Por eso inspiran tanta simpatía los ejércitos
nacionales. Cuando ellos, uniformados, ordenados, desfilan al compás de una
marcha briosa ante la multitud, ésta se conmueve, y su corazón transpira ráfagas
de entusiasmo… No es el uniforme brillante lo que seduce, ni el esplendor de
las espadas desnudas que besa el sol, ni el aire marcial de los instrumentos músicos…

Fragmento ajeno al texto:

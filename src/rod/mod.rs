//! Rod cutting by dynamic programming.
//!
//! Given a rod of integer length `n` and a price table where `prices[i-1]`
//! is the price of a piece of length `i`, finds the cut that maximizes
//! total profit:
//!
//! ```text
//! P(0) = 0
//! P(n) = max_{1 <= i <= min(n, |prices|)} prices[i-1] + P(n-i)
//! ```
//!
//! Candidates are scanned from `i = 1` upward and only a strictly greater
//! profit replaces the incumbent, so ties keep the smaller first cut.
//! The cut list of `n` is the cut list of `n - i` followed by `i`.
//!
//! Two strategies evaluate the same recurrence and return identical
//! results for every input:
//!
//! - [`memoized`]: top-down recursion with a per-call cache.
//! - [`tabulated`]: bottom-up iteration over all sub-lengths.
//!
//! # References
//!
//! Cormen, Leiserson, Rivest & Stein (2009), "Introduction to Algorithms",
//! 3rd ed., §15.1 "Rod cutting"

mod config;
mod memo;
mod runner;
mod table;
mod types;

pub use config::{RodCutConfig, Strategy};
pub use memo::memoized;
pub use runner::RodCutter;
pub use table::tabulated;
pub use types::RodCutResult;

Ella, la vulgar muchedumbre, no sabiendo explicar la verdadera causa de aquel
contentamiento que invade su espíritu, lo atribuirá quizá a lo accidental y
accesorio. Pero en realidad no es así, obedece a la confianza que la inspira el
soldado a su paso; sabe que él es la salvaguardia de sus derechos, la tutela de
sus intereses, el centinela del hogar nacional, cuyos umbrales no pasará ningún
intruso mientras le quede al soldado un hálito de vida… Y cuando por encima del
brillante pelotón de los guerreros la bandera asoma, todos, hombres y mujeres,
niños y ancianos, le rinden profundo acatamiento, porque aquel trozo de tela
sublime que el viento acaricia, es la Patria llevada en alto por sus leales
defensores; ¡todo va allí!, nuestras creencias, nuestro idioma, nuestros
amores, nuestras costumbres, nuestros hogares, ¡toda la tierra bendita donde
empezamos a vivir y donde empezamos a querer!... Quien la conduce, moriría
antes de entregarla al enemigo. Y cuando sus manos, desangradas y entorpecidas
por la lucha, no pueden sostener la gloriosa enseña, la pondrá en las manos
animosas de otro esforzado compañero, quien, como aquél, la mostrará orgulloso
en ademán de triunfo. Y así irá la bandera, de uno a otro paladín. Y el pueblo
respirará tranquilo porque sabe que su Patria está amparada por la fuerza del
militar pundonoroso y bravo.
¡Triste es confesarlo!; pero solamente en la
fuerza estriba la libertad y garantía de las naciones. El amor universal no ha
llegado todavía al mundo. Todos los días pedimos a Dios que llegue a nosotros
su reino, el reino de la paz; pero la plenitud de la paz y del amor sólo se
halla en el cielo. Allí, donde no puede penetrar el odio, nos amaremos
intensamente los unos a los otros sin bastardías y egoísmos. Aquí abajo, en la
tierra, hacen falta los ejércitos permanentes. Cuando no podemos tiranizar a
los otros, nos tiranizamos a nosotros mismos.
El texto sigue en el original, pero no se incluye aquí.